Commercial Screen printing is primarily used for printing on something other than paper. You can print on paper, but there are easier ways to do this that are not so labor intensive. In Screen printing ink is then applied through a fabric screen.

What you most need to understand:

• It is a slower process. Even at a commercial level it is pretty high-touch for most items.
You can print a wide variety of substrates and items that cannot be printed with other methods. This is the primary method of printing t-shirts, marketing items like logo imprinted pens or key chains and even glass.
• Mostly uses solid ink colors.
• It is expensive because it is time consuming.

Specialty Printer

Just a few common examples for you:

Wide Format Printers - Used by print shops to print window graphics, car wraps and other large-scale items. These are a type of digital press.
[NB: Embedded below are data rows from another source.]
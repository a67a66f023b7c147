//! Wire models for the speech batch-transcription upstream.
//!
//! Field names mirror the upstream camelCase protocol. Deserialization is
//! deliberately tolerant (`#[serde(default)]`) because listings omit fields
//! that single-job reads include; anything the models do not know is dropped.

use chrono::{DateTime, Utc};
use serde::{Deserialize, Serialize};
use utoipa::ToSchema;

/// A batch-transcription job as the upstream reports it.
///
/// The upstream listing does not carry `id` directly; after `list()` the
/// proxy fills it in from the trailing path segment of `links.files`
/// (`.../transcriptions/{id}/files`). A job without a files link keeps
/// whatever identifier the upstream supplied, possibly none.
#[derive(Debug, Clone, Serialize, Deserialize, ToSchema)]
#[serde(rename_all = "camelCase")]
pub struct TranscriptionJob {
    #[serde(default, skip_serializing_if = "Option::is_none")]
    pub id: Option<String>,
    #[serde(rename = "self", default, skip_serializing_if = "Option::is_none")]
    pub self_url: Option<String>,
    #[serde(default)]
    pub display_name: String,
    /// Upstream-defined lifecycle state (e.g. Running, Succeeded, Failed);
    /// treated as opaque by the proxy.
    #[serde(default)]
    pub status: String,
    #[serde(default, skip_serializing_if = "Option::is_none")]
    pub created_date_time: Option<DateTime<Utc>>,
    #[serde(default, skip_serializing_if = "Option::is_none")]
    pub last_action_date_time: Option<DateTime<Utc>>,
    #[serde(default)]
    pub locale: String,
    #[serde(default, skip_serializing_if = "Option::is_none")]
    pub model: Option<EntityReference>,
    #[serde(default)]
    pub properties: TranscriptionProperties,
    #[serde(default, skip_serializing_if = "Option::is_none")]
    pub links: Option<TranscriptionLinks>,
    #[serde(default, skip_serializing_if = "Option::is_none")]
    pub error: Option<TranscriptionError>,
}

/// Reference to another upstream resource by its URL
#[derive(Debug, Clone, Serialize, Deserialize, ToSchema)]
pub struct EntityReference {
    #[serde(rename = "self")]
    pub self_url: String,
}

#[derive(Debug, Clone, Serialize, Deserialize, ToSchema)]
#[serde(rename_all = "camelCase")]
pub struct TranscriptionProperties {
    #[serde(default)]
    pub word_level_timestamps_enabled: bool,
    #[serde(default)]
    pub display_form_word_level_timestamps_enabled: bool,
    #[serde(default, skip_serializing_if = "Option::is_none")]
    pub channels: Option<Vec<i32>>,
    #[serde(default = "default_punctuation_mode")]
    pub punctuation_mode: String,
    #[serde(default = "default_profanity_filter_mode")]
    pub profanity_filter_mode: String,
    #[serde(default, skip_serializing_if = "Option::is_none")]
    pub destination_container_url: Option<String>,
    #[serde(default = "default_time_to_live_hours")]
    pub time_to_live_hours: i32,
    #[serde(default, skip_serializing_if = "Option::is_none")]
    pub diarization: Option<DiarizationProperties>,
    #[serde(default, skip_serializing_if = "Option::is_none")]
    pub error: Option<TranscriptionError>,
    #[serde(default, skip_serializing_if = "Option::is_none")]
    pub duration_in_ticks: Option<i64>,
}

impl Default for TranscriptionProperties {
    fn default() -> Self {
        Self {
            word_level_timestamps_enabled: false,
            display_form_word_level_timestamps_enabled: false,
            channels: None,
            punctuation_mode: default_punctuation_mode(),
            profanity_filter_mode: default_profanity_filter_mode(),
            destination_container_url: None,
            time_to_live_hours: default_time_to_live_hours(),
            diarization: None,
            error: None,
            duration_in_ticks: None,
        }
    }
}

fn default_punctuation_mode() -> String {
    "DictatedAndAutomatic".to_string()
}

fn default_profanity_filter_mode() -> String {
    "Masked".to_string()
}

fn default_time_to_live_hours() -> i32 {
    48
}

#[derive(Debug, Clone, Serialize, Deserialize, ToSchema)]
#[serde(rename_all = "camelCase")]
pub struct DiarizationProperties {
    pub enabled: bool,
    #[serde(default, skip_serializing_if = "Option::is_none")]
    pub max_speakers: Option<i32>,
}

#[derive(Debug, Clone, Serialize, Deserialize, ToSchema)]
#[serde(rename_all = "camelCase")]
pub struct TranscriptionError {
    #[serde(default, skip_serializing_if = "Option::is_none")]
    pub code: Option<String>,
    #[serde(default, skip_serializing_if = "Option::is_none")]
    pub message: Option<String>,
}

#[derive(Debug, Clone, Serialize, Deserialize, ToSchema)]
#[serde(rename_all = "camelCase")]
pub struct TranscriptionLinks {
    /// URL of the job's output files collection. Also the only place the
    /// upstream listing exposes the job identifier.
    #[serde(default, skip_serializing_if = "Option::is_none")]
    pub files: Option<String>,
}

/// Job submission request from the browser client
#[derive(Debug, Clone, Deserialize, Serialize, ToSchema)]
#[serde(rename_all = "camelCase")]
pub struct TranscriptionJobRequest {
    pub display_name: String,
    #[serde(default = "default_locale")]
    pub locale: String,
    #[serde(default, skip_serializing_if = "Option::is_none")]
    pub model_id: Option<String>,
    pub audio_url: String,
    #[serde(default)]
    pub enable_diarization: bool,
    #[serde(default)]
    pub enable_word_level_timestamps: bool,
    #[serde(default)]
    pub enable_display_form_word_level_timestamps: bool,
    #[serde(default, skip_serializing_if = "Option::is_none")]
    pub time_to_live_hours: Option<i32>,
}

fn default_locale() -> String {
    "en-US".to_string()
}
//! Operator identity lookup
//!
//! The credential validator authenticates against an injected read-only
//! lookup rather than a global user table. The in-memory implementation
//! holds the single configured operator record; it stands in for a real
//! credential store and keeps plaintext secrets, which is an explicitly
//! flagged stub pending password-hash storage.

use std::collections::HashMap;

/// A known operator: username, shared secret, and role set.
/// Read-only after startup.
#[derive(Debug, Clone)]
pub struct IdentityRecord {
    pub username: String,
    pub secret: String,
    pub roles: Vec<String>,
}

/// Read-only identity lookup consulted by the credential validator.
pub trait IdentityStore: Send + Sync {
    fn lookup(&self, username: &str) -> Option<IdentityRecord>;
}

/// In-memory store over a fixed set of records.
#[derive(Debug, Clone, Default)]
pub struct InMemoryIdentityStore {
    records: HashMap<String, IdentityRecord>,
}

impl InMemoryIdentityStore {
    pub fn new(records: Vec<IdentityRecord>) -> Self {
        Self {
            records: records
                .into_iter()
                .map(|record| (record.username.clone(), record))
                .collect(),
        }
    }

    /// Store holding exactly one operator record.
    pub fn single(record: IdentityRecord) -> Self {
        Self::new(vec![record])
    }
}

impl IdentityStore for InMemoryIdentityStore {
    fn lookup(&self, username: &str) -> Option<IdentityRecord> {
        self.records.get(username).cloned()
    }
}

#[cfg(test)]
mod tests {
    use super::*;

    fn admin() -> IdentityRecord {
        IdentityRecord {
            username: "admin".to_string(),
            secret: "admin123".to_string(),
            roles: vec!["Admin".to_string()],
        }
    }

    #[test]
    fn test_lookup_exact_username_match() {
        let store = InMemoryIdentityStore::single(admin());
        assert!(store.lookup("admin").is_some());
        // Usernames are case-sensitive
        assert!(store.lookup("Admin").is_none());
        assert!(store.lookup("nobody").is_none());
    }

    #[test]
    fn test_lookup_returns_roles() {
        let store = InMemoryIdentityStore::single(admin());
        let record = store.lookup("admin").expect("record");
        assert_eq!(record.roles, vec!["Admin".to_string()]);
    }
}
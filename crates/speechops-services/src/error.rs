//! Upstream operation errors
//!
//! Every proxy client returns `UpstreamError`; the API layer converts it to
//! the application error taxonomy exactly once. `NotFound` is the only
//! variant a caller is expected to branch on - the rest are surfaced, never
//! retried here.

use thiserror::Error;

#[derive(Debug, Error)]
pub enum UpstreamError {
    #[error("Not found: {0}")]
    NotFound(String),

    #[error("Upstream returned {status} during {operation}: {body}")]
    Status {
        operation: &'static str,
        status: u16,
        body: String,
    },

    #[error("Transport error: {0}")]
    Transport(#[from] reqwest::Error),

    #[error("Unexpected response shape: {0}")]
    Deserialize(String),

    #[error("Invalid continuation token")]
    InvalidContinuation,
}

/// Result type for upstream operations
pub type UpstreamResult<T> = Result<T, UpstreamError>;
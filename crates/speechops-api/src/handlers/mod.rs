pub mod auth;
pub mod health;
pub mod tables;
pub mod transcriptions;
impl TableClient {
    pub fn new(http_client: Client, account_url: impl Into<String>, sas_token: impl Into<String>) -> Self {
        Self {
            http_client,
            account_url: account_url.into().trim_end_matches('/').to_string(),
            sas_token: sas_token.into().trim_start_matches('?').to_string(),
        }
    }

    /// Builds the request URL: resource path, then the SAS query, then any
    /// operation-specific parameters (already encoded).
    fn url(&self, resource: &str, query: &[(&str, String)]) -> String {
        let mut url = format!("{}/{}", self.account_url, resource);
        let mut separator = '?';
        if !self.sas_token.is_empty() {
            url.push(separator);
            url.push_str(&self.sas_token);
            separator = '&';
        }
        for (name, value) in query {
            url.push(separator);
            separator = '&';
            url.push_str(name);
            url.push('=');
            url.push_str(value);
        }
        url
    }

    fn request(&self, method: Method, url: String) -> RequestBuilder {
        self.http_client
            .request(method, url)
            .header("x-ms-version", STORAGE_API_VERSION)
            .header(header::ACCEPT, ACCEPT_NO_METADATA)
    }

    /// List every table in the account, draining the store's table
    /// continuation internally.
    pub async fn list_tables(&self) -> UpstreamResult<Vec<String>> {
        let mut names = Vec::new();
        let mut next_table: Option<String> = None;
        loop {
            let mut query = Vec::new();
            if let Some(next) = &next_table {
                query.push(("NextTableName", urlencoding::encode(next).into_owned()));
            }
            let response = self
                .request(Method::GET, self.url("Tables", &query))
                .send()
                .await?;
            let response = check_status("list tables", response).await?;
            next_table = header_value(&response, "x-ms-continuation-NextTableName");
            let page: TableList = read_json(response).await?;
            names.extend(page.value.into_iter().map(|table| table.table_name));
            if next_table.is_none() {
                return Ok(names);
            }
        }
    }

    /// Create a table. Creating a table that already exists is a success.
    pub async fn create_table(&self, table: &str) -> UpstreamResult<()> {
        let response = self
            .request(Method::POST, self.url("Tables", &[]))
            .header("Prefer", "return-no-content")
            .json(&json!({ "TableName": table }))
            .send()
            .await?;
        if response.status() == StatusCode::CONFLICT {
            return Ok(());
        }
        check_status("create table", response).await?;
        Ok(())
    }

    /// Delete a table. A missing table is reported as `NotFound`.
    pub async fn delete_table(&self, table: &str) -> UpstreamResult<()> {
        let resource = format!("Tables('{}')", escape_key(table));
        let response = self
            .request(Method::DELETE, self.url(&resource, &[]))
            .send()
            .await?;
        if response.status() == StatusCode::NOT_FOUND {
            return Err(UpstreamError::NotFound(format!("Table '{}' not found", table)));
        }
        check_status("delete table", response).await?;
        Ok(())
    }

    /// Fetch one page of entities, resuming from `continuation_token` when
    /// supplied. A malformed token fails before any upstream call. An
    /// unknown table is `NotFound`; an empty page is a normal result.
    pub async fn list_entities(
        &self,
        table: &str,
        filter: Option<&str>,
        top: Option<u32>,
        continuation_token: Option<&str>,
    ) -> UpstreamResult<EntityPage> {
        let mut query = Vec::new();
        if let Some(filter) = filter {
            query.push(("$filter", urlencoding::encode(filter).into_owned()));
        }
        if let Some(top) = top {
            query.push(("$top", top.to_string()));
        }
        if let Some(token) = continuation_token {
            let continuation = decode_continuation(token)?;
            query.push((
                "NextPartitionKey",
                urlencoding::encode(&continuation.next_partition_key).into_owned(),
            ));
            if let Some(next_row_key) = &continuation.next_row_key {
                query.push(("NextRowKey", urlencoding::encode(next_row_key).into_owned()));
            }
        }

        let resource = format!("{}()", table);
        let response = self
            .request(Method::GET, self.url(&resource, &query))
            .send()
            .await?;
        if response.status() == StatusCode::NOT_FOUND {
            return Err(UpstreamError::NotFound(format!("Table '{}' not found", table)));
        }
        let response = check_status("list entities", response).await?;

        let next = header_value(&response, "x-ms-continuation-NextPartitionKey").map(
            |next_partition_key| Continuation {
                next_partition_key,
                next_row_key: header_value(&response, "x-ms-continuation-NextRowKey"),
            },
        );
        let page: EntityList = read_json(response).await?;
        Ok(EntityPage {
            entities: page.value,
            continuation_token: next.as_ref().map(encode_continuation),
        })
    }

    /// Run a query, draining every page. Never returns a continuation
    /// token; the full result set comes back at once. The filter string is
    /// passed through verbatim, no validation or rewriting.
    pub async fn query_entities(
        &self,
        table: &str,
        filter: Option<&str>,
    ) -> UpstreamResult<Vec<Map<String, Value>>> {
        let resource = format!("{}()", table);
        let encoded_filter = filter.map(|f| urlencoding::encode(f).into_owned());
        let mut entities = Vec::new();
        let mut continuation: Option<Continuation> = None;
        loop {
            let mut query = Vec::new();
            if let Some(encoded) = &encoded_filter {
                query.push(("$filter", encoded.clone()));
            }
            if let Some(next) = &continuation {
                query.push((
                    "NextPartitionKey",
                    urlencoding::encode(&next.next_partition_key).into_owned(),
                ));
                if let Some(next_row_key) = &next.next_row_key {
                    query.push(("NextRowKey", urlencoding::encode(next_row_key).into_owned()));
                }
            }
            let response = self
                .request(Method::GET, self.url(&resource, &query))
                .send()
                .await?;
            if response.status() == StatusCode::NOT_FOUND {
                return Err(UpstreamError::NotFound(format!("Table '{}' not found", table)));
            }
            let response = check_status("query entities", response).await?;
            continuation = header_value(&response, "x-ms-continuation-NextPartitionKey").map(
                |next_partition_key| Continuation {
                    next_partition_key,
                    next_row_key: header_value(&response, "x-ms-continuation-NextRowKey"),
                },
            );
            let page: EntityList = read_json(response).await?;
            entities.extend(page.value);
            if continuation.is_none() {
                return Ok(entities);
            }
        }
    }

    /// Fetch a single entity by its keys. A missing entity is `None`, not
    /// an error.
    pub async fn get_entity(
        &self,
        table: &str,
        partition_key: &str,
        row_key: &str,
    ) -> UpstreamResult<Option<Map<String, Value>>> {
        let resource = entity_resource(table, partition_key, row_key);
        let response = self
            .request(Method::GET, self.url(&resource, &[]))
            .send()
            .await?;
        if response.status() == StatusCode::NOT_FOUND {
            return Ok(None);
        }
        let response = check_status("get entity", response).await?;
        Ok(Some(read_json(response).await?))
    }

    /// Insert-or-replace an entity. The property bag must already carry its
    /// key columns; the addressed keys win on disagreement.
    pub async fn upsert_entity(
        &self,
        table: &str,
        partition_key: &str,
        row_key: &str,
        entity: &Map<String, Value>,
    ) -> UpstreamResult<()> {
        let resource = entity_resource(table, partition_key, row_key);
        let response = self
            .request(Method::PUT, self.url(&resource, &[]))
            .json(entity)
            .send()
            .await?;
        check_status("upsert entity", response).await?;
        Ok(())
    }

    /// Delete an entity unconditionally. A missing entity is `NotFound`.
    pub async fn delete_entity(
        &self,
        table: &str,
        partition_key: &str,
        row_key: &str,
    ) -> UpstreamResult<()> {
        let resource = entity_resource(table, partition_key, row_key);
        let response = self
            .request(Method::DELETE, self.url(&resource, &[]))
            .header(header::IF_MATCH, "*")
            .send()
            .await?;
        if response.status() == StatusCode::NOT_FOUND {
            return Err(UpstreamError::NotFound(format!(
                "Entity '{}'/'{}' not found in table '{}'",
                partition_key, row_key, table
            )));
        }
        check_status("delete entity", response).await?;
        Ok(())
    }
}

fn header_value(response: &Response, name: &str) -> Option<String> {
    response
        .headers()
        .get(name)
        .and_then(|value| value.to_str().ok())
        .map(str::to_string)
}

async fn check_status(operation: &'static str, response: Response) -> UpstreamResult<Response> {
    let status = response.status();
    if status.is_success() {
        return Ok(response);
    }
    let body = response
        .text()
        .await
        .unwrap_or_else(|_| "<unreadable body>".to_string());
    tracing::error!(operation, status = status.as_u16(), body = %body, "Table store call failed");
    Err(UpstreamError::Status {
        operation,
        status: status.as_u16(),
        body,
    })
}

async fn read_json<T: serde::de::DeserializeOwned>(response: Response) -> UpstreamResult<T> {
    let body = response.text().await?;
    serde_json::from_str(&body).map_err(|err| UpstreamError::Deserialize(err.to_string()))
}
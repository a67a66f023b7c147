mod api_doc;
mod auth;
mod constants;
mod error;
mod handlers;
mod setup;
mod state;
mod telemetry;

use speechops_core::Config;

// Use mimalloc as the global allocator for better performance and lower fragmentation,
// especially when running on musl-based systems inside containers.
#[global_allocator]
static GLOBAL: mimalloc::MiMalloc = mimalloc::MiMalloc;

#[tokio::main]
async fn main() -> Result<(), anyhow::Error> {
    // Load configuration
    let config = Config::from_env()?;

    // Initialize the application (telemetry, upstream clients, routes)
    let (_state, router) = crate::setup::initialize_app(config.clone())?;

    // Start the server
    crate::setup::server::start_server(&config, router).await?;

    Ok(())
}
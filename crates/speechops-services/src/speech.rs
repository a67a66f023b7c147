//! Speech batch-transcription client
//!
//! Proxies job lifecycle operations against the upstream speech-to-text
//! batch API. Every operation is a single upstream call sequence; failures
//! are surfaced, never retried here. The one exception is
//! `delete_output`, a two-step lookup-then-delete with no atomicity
//! guarantee between the steps.

use std::sync::LazyLock;

use regex::Regex;
use reqwest::{Client, Response};
use serde::Deserialize;
use serde_json::json;
use speechops_core::models::{TranscriptionJob, TranscriptionJobRequest};

use crate::error::{UpstreamError, UpstreamResult};

const API_VERSION: &str = "2024-11-15";
const SUBSCRIPTION_KEY_HEADER: &str = "Ocp-Apim-Subscription-Key";
const DEFAULT_TIME_TO_LIVE_HOURS: i32 = 48;

static FILES_LINK_RE: LazyLock<Regex> = LazyLock::new(|| {
    Regex::new(r"/transcriptions/([^/]+)/files").expect("files link pattern is valid")
});

/// Derives a job identifier from the trailing path segment of a files link
/// (`.../transcriptions/{id}/files`).
///
/// Returns `None` when the URL does not match the pattern; callers must then
/// leave the identifier untouched.
pub fn derive_job_id(files_url: &str) -> Option<String> {
    FILES_LINK_RE
        .captures(files_url)
        .map(|captures| captures[1].to_string())
}

/// Client for the upstream speech batch-transcription API.
///
/// The base URL is region-scoped and every request carries the subscription
/// key header plus the pinned `api-version`.
#[derive(Clone)]
pub struct SpeechClient {
    http_client: Client,
    base_url: String,
    subscription_key: String,
}

#[derive(Debug, Deserialize)]
struct PaginatedTranscriptions {
    #[serde(default)]
    values: Vec<TranscriptionJob>,
}

impl SpeechClient {
    pub fn new(http_client: Client, base_url: impl Into<String>, subscription_key: impl Into<String>) -> Self {
        Self {
            http_client,
            base_url: base_url.into().trim_end_matches('/').to_string(),
            subscription_key: subscription_key.into(),
        }
    }

    fn url(&self, path: &str) -> String {
        format!("{}/{}?api-version={}", self.base_url, path, API_VERSION)
    }

    /// Submit a new transcription job. Returns the upstream's accepted-job
    /// representation unchanged in shape.
    pub async fn submit(&self, request: &TranscriptionJobRequest) -> UpstreamResult<TranscriptionJob> {
        let mut properties = json!({
            "wordLevelTimestampsEnabled": request.enable_word_level_timestamps,
            "displayFormWordLevelTimestampsEnabled": request.enable_display_form_word_level_timestamps,
            "punctuationMode": "DictatedAndAutomatic",
            "profanityFilterMode": "Masked",
            "timeToLiveHours": request.time_to_live_hours.unwrap_or(DEFAULT_TIME_TO_LIVE_HOURS),
        });
        if request.enable_diarization {
            properties["diarization"] = json!({ "enabled": true });
        }

        let mut body = json!({
            "contentUrls": [request.audio_url],
            "properties": properties,
            "locale": request.locale,
            "displayName": request.display_name,
        });
        if let Some(model_id) = request.model_id.as_deref().filter(|id| !id.is_empty()) {
            body["model"] = json!({ "self": model_id });
        }

        let response = self
            .http_client
            .post(self.url("transcriptions:submit"))
            .header(SUBSCRIPTION_KEY_HEADER, &self.subscription_key)
            .json(&body)
            .send()
            .await?;

        let response = check_status("submit transcription", response).await?;
        read_json(response).await
    }

    /// Fetch one job by identifier.
    pub async fn get(&self, job_id: &str) -> UpstreamResult<TranscriptionJob> {
        let response = self
            .http_client
            .get(self.url(&format!("transcriptions/{}", job_id)))
            .header(SUBSCRIPTION_KEY_HEADER, &self.subscription_key)
            .send()
            .await?;

        let response = check_status("get transcription", response).await?;
        read_json(response).await
    }

    /// List all jobs, recovering the identifier of every item that carries a
    /// files link. Upstream ordering is preserved.
    pub async fn list(&self) -> UpstreamResult<Vec<TranscriptionJob>> {
        let response = self
            .http_client
            .get(self.url("transcriptions"))
            .header(SUBSCRIPTION_KEY_HEADER, &self.subscription_key)
            .send()
            .await?;

        let response = check_status("list transcriptions", response).await?;
        let page: PaginatedTranscriptions = read_json(response).await?;

        let mut jobs = page.values;
        for job in &mut jobs {
            let files = job.links.as_ref().and_then(|links| links.files.as_deref());
            if let Some(id) = files.and_then(derive_job_id) {
                job.id = Some(id);
            }
        }
        Ok(jobs)
    }

    /// Delete a job. Success yields no content.
    pub async fn delete(&self, job_id: &str) -> UpstreamResult<()> {
        let response = self
            .http_client
            .delete(self.url(&format!("transcriptions/{}", job_id)))
            .header(SUBSCRIPTION_KEY_HEADER, &self.subscription_key)
            .send()
            .await?;

        check_status("delete transcription", response).await?;
        Ok(())
    }

    /// Delete a job's output files.
    ///
    /// Two-step and non-transactional: the job is fetched to discover its
    /// files link, then that exact URL is deleted. A job without a files
    /// link is reported as `NotFound`. If the outputs disappear between the
    /// two steps the delete call fails and that failure is surfaced, not
    /// swallowed.
    pub async fn delete_output(&self, job_id: &str) -> UpstreamResult<()> {
        let job = self.get(job_id).await?;
        let files_url = job
            .links
            .and_then(|links| links.files)
            .ok_or_else(|| {
                UpstreamError::NotFound(format!("Transcription '{}' has no output files", job_id))
            })?;

        let response = self
            .http_client
            .delete(&files_url)
            .header(SUBSCRIPTION_KEY_HEADER, &self.subscription_key)
            .send()
            .await?;

        check_status("delete transcription output", response).await?;
        Ok(())
    }
}

/// Turn a non-success upstream response into a `Status` error carrying the
/// operation context and whatever body the upstream sent.
async fn check_status(operation: &'static str, response: Response) -> UpstreamResult<Response> {
    let status = response.status();
    if status.is_success() {
        return Ok(response);
    }
    let body = response
        .text()
        .await
        .unwrap_or_else(|_| "<unreadable body>".to_string());
    tracing::error!(operation, status = status.as_u16(), body = %body, "Upstream call failed");
    Err(UpstreamError::Status {
        operation,
        status: status.as_u16(),
        body,
    })
}

/// Deserialize a response body, mapping shape mismatches to a distinct
/// `Deserialize` failure instead of a transport error.
async fn read_json<T: serde::de::DeserializeOwned>(response: Response) -> UpstreamResult<T> {
    let body = response.text().await?;
    serde_json::from_str(&body).map_err(|err| UpstreamError::Deserialize(err.to_string()))
}
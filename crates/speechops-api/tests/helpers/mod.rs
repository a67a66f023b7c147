//! Test helpers: build the router against mockito upstreams.
//!
//! Run from workspace root: `cargo test -p speechops-api`.

use axum_test::TestServer;
use serde_json::json;
use speechops_api::constants;
use speechops_api::setup::{routes, services};
use speechops_core::Config;

/// API path prefix for tests.
pub fn api_path(path: &str) -> String {
    format!("{}{}", constants::API_PREFIX, path)
}

/// Test application: server plus the two mocked upstreams.
pub struct TestApp {
    pub server: TestServer,
    pub speech_upstream: mockito::ServerGuard,
    pub table_upstream: mockito::ServerGuard,
}

fn test_config(speech_url: &str, table_url: &str) -> Config {
    Config {
        server_port: 0,
        cors_origins: vec!["*".to_string()],
        environment: "test".to_string(),
        jwt_secret: "0123456789abcdef0123456789abcdef".to_string(),
        jwt_issuer: "speechops".to_string(),
        jwt_audience: "speechops-web".to_string(),
        jwt_expiry_days: 7,
        admin_username: "admin".to_string(),
        admin_password: "admin123".to_string(),
        speech_subscription_key: "test-key".to_string(),
        speech_endpoint: speech_url.to_string(),
        table_account_url: table_url.to_string(),
        table_sas_token: String::new(),
        http_timeout_secs: 5,
    }
}

pub async fn spawn_app() -> TestApp {
    let speech_upstream = mockito::Server::new_async().await;
    let table_upstream = mockito::Server::new_async().await;

    let config = test_config(&speech_upstream.url(), &table_upstream.url());
    let state = services::initialize_services(&config).expect("services");
    let router = routes::setup_routes(&config, state).expect("routes");

    TestApp {
        server: TestServer::new(router).expect("test server"),
        speech_upstream,
        table_upstream,
    }
}

/// Log in with the configured operator and return a bearer token.
pub async fn login(app: &TestApp) -> String {
    let response = app
        .server
        .post(&api_path("/auth/login"))
        .json(&json!({"username": "admin", "password": "admin123"}))
        .await;
    response.assert_status_ok();
    response.json::<serde_json::Value>()["token"]
        .as_str()
        .expect("token")
        .to_string()
}
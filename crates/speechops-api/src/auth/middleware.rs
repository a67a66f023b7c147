//! Session guard
//!
//! Bearer-token middleware applied to every proxy route. Rejection happens
//! here, before any handler or upstream call runs. On success the decoded
//! session context is inserted into request extensions for handlers and
//! extractors.

use axum::{
    extract::{Request, State},
    middleware::Next,
    response::{IntoResponse, Response},
};
use speechops_core::AppError;
use std::sync::Arc;

use crate::auth::models::SessionContext;
use crate::error::HttpAppError;
use crate::state::AppState;

pub async fn auth_middleware(
    State(state): State<Arc<AppState>>,
    mut request: Request,
    next: Next,
) -> Response {
    let auth_header = match request
        .headers()
        .get("Authorization")
        .and_then(|h| h.to_str().ok())
    {
        Some(h) => h,
        None => {
            return HttpAppError(AppError::Unauthorized(
                "Missing authorization header".to_string(),
            ))
            .into_response();
        }
    };

    let token = match auth_header.strip_prefix("Bearer ") {
        Some(token) => token,
        None => {
            return HttpAppError(AppError::Unauthorized(
                "Invalid authorization header format".to_string(),
            ))
            .into_response();
        }
    };

    let claims = match state.auth.validate_token(token) {
        Ok(claims) => claims,
        Err(err) => return HttpAppError(err).into_response(),
    };

    request.extensions_mut().insert(SessionContext {
        username: claims.sub,
        roles: claims.roles,
        token_id: claims.jti,
    });
    next.run(request).await
}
Thermography - This is the raised-style ink that you would often see on business cards back in the day to fake an embossed look. This technology has evolved and is being used to great effect for some premium printing products. Stay tuned for my upcoming post on cool premium print ideas.

Dye Sublimation - I mention this one because Dye Sublimation is a rapidly growing segment with on-demand printers. This process is unique. The ink is actually heat vaporized and applied to the substrate as a gas. This allows for a continuous tone look on a variety of items from water bottles to t-shirts.

I hope that this little summary helps you in managing your future projects. Thanks for catching up with Marketing Minded!

That’s it! See, it did not kill you.

Reply

or to participate.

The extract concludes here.